Contact letters@examiner.com

By Carlos Munoz, Jr., Berkeley

ON MAY 20, a U.S. Marine shot and killed Esequiel Hernandez Jr., an 18- year-old Mexican American high school student in Texas. President Clinton and the members of Congress responsible for deployment of U.S. troops at the southern border must share the blame.

This tragedy took place because the U.S.-Mexico border has become a war zone. Democrats and Republicans alike have convinced most American people that immigrants are to blame for the nation's drug problem.

But Hernandez was not a drug smuggler or a narcoterrorist. He was not an immigrant. He was an American high school student, born and raised in Redford, Texas, where he was killed.

He was a hard-working student, a typical country boy who enjoyed riding horses. He planned on becoming a game warden or park ranger. He loved to watch over his family's 45 goats with his grandfather's .22 caliber rifle, keeping them safe from wild animals.

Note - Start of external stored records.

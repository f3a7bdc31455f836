//! Diff views and materialized views.
//!
//! Views are never altered in place: a changed definition drops and creates
//! the view. Views flagged `existing` on either side are left alone.

use crate::ddl::View;
use crate::diff::operations::{MigrationStep, ViewOperation};
use crate::diff::{DiffContext, Phase, diff_list, rename, resolve_renames};
use crate::resolver::RenameResolver;
use std::collections::BTreeSet;
use tracing::debug;

fn key(v: &View) -> (String, String) {
    (v.schema.clone(), v.name.clone())
}

fn drop_step(view: &View) -> MigrationStep {
    MigrationStep::View(ViewOperation::Drop {
        schema: view.schema.clone(),
        name: view.name.clone(),
        materialized: view.materialized,
    })
}

fn managed(views: &[View], unmanaged: &BTreeSet<(String, String)>) -> Vec<View> {
    views
        .iter()
        .filter(|v| !unmanaged.contains(&key(v)))
        .cloned()
        .collect()
}

pub fn resolve(ctx: &mut DiffContext<'_>, resolver: &dyn RenameResolver<View>) {
    let unmanaged: BTreeSet<(String, String)> = ctx
        .state
        .views
        .iter()
        .chain(&ctx.to.views)
        .filter(|v| v.existing)
        .map(key)
        .collect();
    let resolution = resolve_renames(
        resolver,
        &managed(&ctx.state.views, &unmanaged),
        &managed(&ctx.to.views, &unmanaged),
        key,
    );

    for (old, new) in resolution.matched {
        if old.schema != new.schema {
            ctx.plan.push(
                Phase::RenameViews,
                MigrationStep::View(ViewOperation::Move {
                    name: old.name.clone(),
                    from_schema: old.schema.clone(),
                    to_schema: new.schema.clone(),
                    materialized: old.materialized,
                }),
            );
        }
        if old.name != new.name {
            ctx.plan.push(
                Phase::RenameViews,
                MigrationStep::View(ViewOperation::Rename {
                    schema: new.schema.clone(),
                    from: old.name.clone(),
                    to: new.name.clone(),
                    materialized: old.materialized,
                }),
            );
        }
        rename::rename_view(
            &mut ctx.state,
            (&old.schema, &old.name),
            (&new.schema, &new.name),
        );
    }

    for created in resolution.unmatched_to {
        ctx.plan.push(
            Phase::CreateViews,
            MigrationStep::View(ViewOperation::Create { view: created }),
        );
    }

    for dropped in &resolution.unmatched_from {
        ctx.plan.push(Phase::DropViews, drop_step(dropped));
    }
}

/// Drops and recreates managed views whose definition changed.
pub fn compare(ctx: &mut DiffContext<'_>) {
    let mode = ctx.mode;
    let changed: Vec<(View, View)> = diff_list(&ctx.state.views, &ctx.to.views, key)
        .into_iter()
        .filter_map(|pair| match pair {
            (Some(old), Some(new)) if !old.existing && !new.existing => {
                Some((old.clone(), new.clone()))
            }
            _ => None,
        })
        .filter(|(old, new)| {
            let structural = old.materialized != new.materialized
                || (new.materialized && old.with_no_data != new.with_no_data);
            let text = mode.expressions_differ(old.definition.as_deref(), new.definition.as_deref());
            if !structural && !text && old.definition != new.definition {
                debug!("Ignoring definition text change of view {}.{}", new.schema, new.name);
            }
            structural || text
        })
        .collect();

    for (old, new) in changed {
        ctx.plan.push(Phase::DropViews, drop_step(&old));
        ctx.plan.push(
            Phase::CreateViews,
            MigrationStep::View(ViewOperation::Create { view: new }),
        );
    }
}
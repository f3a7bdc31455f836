//! SQL rendering for enum type operations

use crate::ddl::{ColumnType, EntityId, EnumType};
use crate::diff::operations::{EnumColumnUse, EnumOperation};
use crate::render::literal::render_default;
use crate::render::{
    RenderedSql, SqlRenderer, escape_string, qualified_name, quote_ident, render_column_type,
};

impl SqlRenderer for EnumOperation {
    fn to_sql(&self) -> Vec<RenderedSql> {
        match self {
            EnumOperation::Create { enum_type } => vec![RenderedSql::new(create_type(enum_type))],
            EnumOperation::Drop { schema, name } => vec![RenderedSql::destructive(format!(
                "DROP TYPE {};",
                qualified_name(schema, name)
            ))],
            EnumOperation::Rename { schema, from, to } => vec![RenderedSql::new(format!(
                "ALTER TYPE {} RENAME TO {};",
                qualified_name(schema, from),
                quote_ident(to)
            ))],
            EnumOperation::Move {
                name,
                from_schema,
                to_schema,
            } => vec![RenderedSql::new(format!(
                "ALTER TYPE {} SET SCHEMA {};",
                qualified_name(from_schema, name),
                quote_ident(to_schema)
            ))],
            EnumOperation::AddValue {
                schema,
                name,
                value,
                before,
            } => {
                let before = before
                    .as_ref()
                    .map(|b| format!(" BEFORE {}", escape_string(b)))
                    .unwrap_or_default();
                vec![RenderedSql::new(format!(
                    "ALTER TYPE {} ADD VALUE {}{};",
                    qualified_name(schema, name),
                    escape_string(value),
                    before
                ))]
            }
            EnumOperation::Recreate { enum_type, columns } => recreate(enum_type, columns),
        }
    }

    fn entity_id(&self) -> EntityId {
        self.id()
    }

    fn is_destructive(&self) -> bool {
        matches!(
            self,
            EnumOperation::Drop { .. } | EnumOperation::Recreate { .. }
        )
    }
}

fn create_type(enum_type: &EnumType) -> String {
    let values = enum_type
        .values
        .iter()
        .map(|v| escape_string(v))
        .collect::<Vec<_>>()
        .join(", ");
    format!(
        "CREATE TYPE {} AS ENUM({});",
        qualified_name(&enum_type.schema, &enum_type.name),
        values
    )
}

/// Every dependent column is parked on `text` while the type is dropped and
/// created again, then cast back.
fn recreate(enum_type: &EnumType, columns: &[EnumColumnUse]) -> Vec<RenderedSql> {
    let mut statements = Vec::new();
    let type_name = qualified_name(&enum_type.schema, &enum_type.name);

    for usage in columns {
        let table = qualified_name(&usage.schema, &usage.table);
        let column = quote_ident(&usage.column);
        if usage.old_default.is_some() {
            statements.push(RenderedSql::new(format!(
                "ALTER TABLE {} ALTER COLUMN {} DROP DEFAULT;",
                table, column
            )));
        }
        let text_type = ColumnType::new("text").array(usage.dimensions);
        statements.push(RenderedSql::new(format!(
            "ALTER TABLE {} ALTER COLUMN {} SET DATA TYPE {};",
            table,
            column,
            render_column_type(&text_type)
        )));
    }

    statements.push(RenderedSql::destructive(format!("DROP TYPE {};", type_name)));
    statements.push(RenderedSql::new(create_type(enum_type)));

    for usage in columns {
        let table = qualified_name(&usage.schema, &usage.table);
        let column = quote_ident(&usage.column);
        let target = ColumnType::user_defined(&enum_type.schema, &enum_type.name)
            .array(usage.dimensions);
        let target = render_column_type(&target);
        statements.push(RenderedSql::new(format!(
            "ALTER TABLE {} ALTER COLUMN {} SET DATA TYPE {} USING {}::{};",
            table, column, target, column, target
        )));
        if let Some(default) = &usage.new_default {
            let column_type = ColumnType::user_defined(&enum_type.schema, &enum_type.name)
                .array(usage.dimensions);
            statements.push(RenderedSql::new(format!(
                "ALTER TABLE {} ALTER COLUMN {} SET DEFAULT {};",
                table,
                column,
                render_default(default, &column_type)
            )));
        }
    }

    statements
}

That's what Hernandez was doing the day he became the first U.S. citizen killed by military troops on U.S. soil since 1970, when National Guard troops killed several students at a Vietnam War protest at Kent State University in Ohio.

More will die if the United States maintains a militarized border. The American Friends Service Committee, a Quaker human rights organization, has documented that upward of 4,600 soldiers engage in day-to-day "counter- drug operations" along the U.S. Mexico border.

Special Forces troops provide year-round training to local and state police agencies. The Pentagon spends $800 million a year on this low-intensity warfare.

The Marine who shot Hernandez was part of a four-person squad of the Joint Task Force Six, a military unit assigned to anti-drug operations under the jurisdiction of the Border Patrol.

They were on patrol looking for drug smugglers. They were dressed in camouflage battle fatigues and hidden in the bushes.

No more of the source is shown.